Today's gift is change.
I love being back on our school routine.....and the kids love it too. I love having some "quiet" time to myself during the day....whether I am preparing dinner, doing laundry, exercising, grocery shopping, driving in my car....whatever it is I am doing having some time with no interruptions is wonderful. All three kids in school, five days a week, between two schools....the girls go to one and my son is in his last year of preschool so he only goes for three hours a day unless he does extend a day.
For the past seven years one of my three children attended this wonderful preschool in our town. I love everything about the school, except the distance it is from my house. However, year after year, you become more involved in the school family and it gets harder and harder to leave. Over the last seven years I spent one hour of my "three hour" preschool window driving in my car....to school (15 minutes)....back home or near my home (15 minutes)....back to school (15 minutes)....and back home (15 minutes). It never "hit" me until this summer when I was driving my son back and forth for his summer camp how much driving I do every day taking him to school.
My kids were very happy at this preschool and they made some wonderful friends, as did we. The school was supportive of our family and this school was even home to my daughter with Rett Syndrome when she went to preschool in her early school years. The staff was incredible and knew us...they knew our story...we felt welcome and we felt comfortable.

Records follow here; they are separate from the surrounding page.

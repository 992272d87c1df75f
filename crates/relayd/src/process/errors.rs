//! Defines the unified error surface for start, stop, and reload.

use std::io;
use std::path::PathBuf;

use nix::errno::Errno;
use thiserror::Error;

use relay_config::ConfigError;

use super::launcher::SpawnError;
use crate::runner::RunnerError;

/// Errors surfaced by the daemon supervisor.
///
/// Every variant terminates the invocation that produced it; nothing in the
/// supervisor retries or recovers locally.
#[derive(Debug, Error)]
pub enum SupervisorError {
    /// The server configuration failed to load.
    #[error("failed to load configuration: {source}")]
    ConfigLoad {
        /// Underlying loader error.
        #[source]
        source: ConfigError,
    },
    /// The configuration path could not be made absolute.
    #[error("failed to resolve configuration path '{path}': {source}")]
    ResolveConfig {
        /// Path as supplied by the operator.
        path: PathBuf,
        /// Underlying IO error.
        #[source]
        source: io::Error,
    },
    /// A PID record already exists, so a background instance is claimed.
    #[error("already running or pid file exists at '{path}'")]
    AlreadyRunning {
        /// PID file holding the existing claim.
        path: PathBuf,
    },
    /// No PID record exists.
    #[error("process is not running (no pid file at '{path}')")]
    NotRunning {
        /// Expected PID file location.
        path: PathBuf,
    },
    /// The PID record exists but could not be read.
    #[error("failed to read pid file '{path}': {source}")]
    PidRead {
        /// PID file path.
        path: PathBuf,
        /// Underlying IO error.
        #[source]
        source: io::Error,
    },
    /// The PID record does not hold a usable process id.
    #[error("unable to parse pid file '{path}': {source}")]
    PidParse {
        /// PID file path.
        path: PathBuf,
        /// Reason the contents were rejected.
        #[source]
        source: PidFormatError,
    },
    /// No live process matches the recorded id.
    #[error("unable to find process {pid}: {source}")]
    PidLookup {
        /// Recorded process id.
        pid: u32,
        /// Underlying OS error.
        source: Errno,
    },
    /// The termination signal could not be delivered.
    #[error("unable to kill process {pid}: {source}")]
    Kill {
        /// Recorded process id.
        pid: u32,
        /// Underlying OS error.
        source: Errno,
    },
    /// The process was killed but its PID record could not be deleted.
    #[error("unable to remove pid file '{path}': {source}")]
    PidRemove {
        /// PID file path.
        path: PathBuf,
        /// Underlying IO error.
        #[source]
        source: io::Error,
    },
    /// Persisting the PID record failed.
    #[error("failed to write pid file '{path}': {source}")]
    PidWrite {
        /// PID file path.
        path: PathBuf,
        /// Underlying IO error.
        #[source]
        source: io::Error,
    },
    /// The detached child could not be started.
    #[error("failed to start background process: {source}")]
    Spawn {
        /// Underlying launcher error.
        #[from]
        source: SpawnError,
    },
    /// Listener tasks could not be launched.
    #[error("failed to launch listeners: {source}")]
    Runner {
        /// Underlying runner error.
        #[from]
        source: RunnerError,
    },
}

/// Reasons a PID record's contents are rejected.
#[derive(Debug, Clone, PartialEq, Eq, Error)]
pub enum PidFormatError {
    /// The contents are not a decimal integer.
    #[error("'{0}' is not a decimal process id")]
    NotNumeric(String),
    /// Zero addresses the caller's process group rather than one process.
    #[error("pid 0 does not identify a single process")]
    Zero,
    /// The value exceeds the platform's signed pid range.
    #[error("pid {0} exceeds the maximum process id")]
    OutOfRange(u64),
}

impl From<ConfigError> for SupervisorError {
    fn from(source: ConfigError) -> Self {
        Self::ConfigLoad { source }
    }
}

I went back and forth...and back and forth...and back and forth as what to do for my son for preschool this year....his last year of preschool. Should I just bite the bullet and stay one more year....heck what is 8 years after doing 7.....or should I make the switch and make something "easy" for myself once in my life? It was a decision where I was constantly making my pros and cons list....and then second guessing myself. My husband was supportive in whatever decision I finally made...I knew where he stood....but he was going to let me make the final call.
I decided I would make the switch and move him for his pre-k year of preschool. It was a decision which was extremely hard for me to make, but one I knew in my heart was the right choice....for him and for our family. There are not many things I can control in my life, but this was one I could....and I did.
He started his first full week today and he is happy as a clam! He jumped right into his new school and didn't miss a beat. I am so happy for him...happy he feels comfortable and walks right in, happy he is close to home (which means a VERY short drive!), and happy he can participate in after school programs (he could not do this at his old school due to the driving time and having to get his sisters from school).
If it hadn't been for my daughter with special needs, I don't think I would have changed his preschool and I would have just "sucked it up"for one more year. She has taught me change is okay and sometimes a change is what we need. I see how throughout her life we have made changes to her routines, therapies and schooling and they either have worked or didn't work....but when the change was what was needed it was apparent immediately.
The change to the new preschool for my son has been HUGE for me. I don't feel rushed in the mornings or in the afternoons to get things done, I am more relaxed as I am not driving on the interstate every day any more, I am able to take my son to his tae kwon do lessons right after school so we don't have to fit one more thing into our weekends.....and it has only been 2 days! I can't imagine how I will feel after one month! Change can be scary...as there are a lot of unknowns, but it can also be the right decision. I have no regrets and I know this change was meant to be.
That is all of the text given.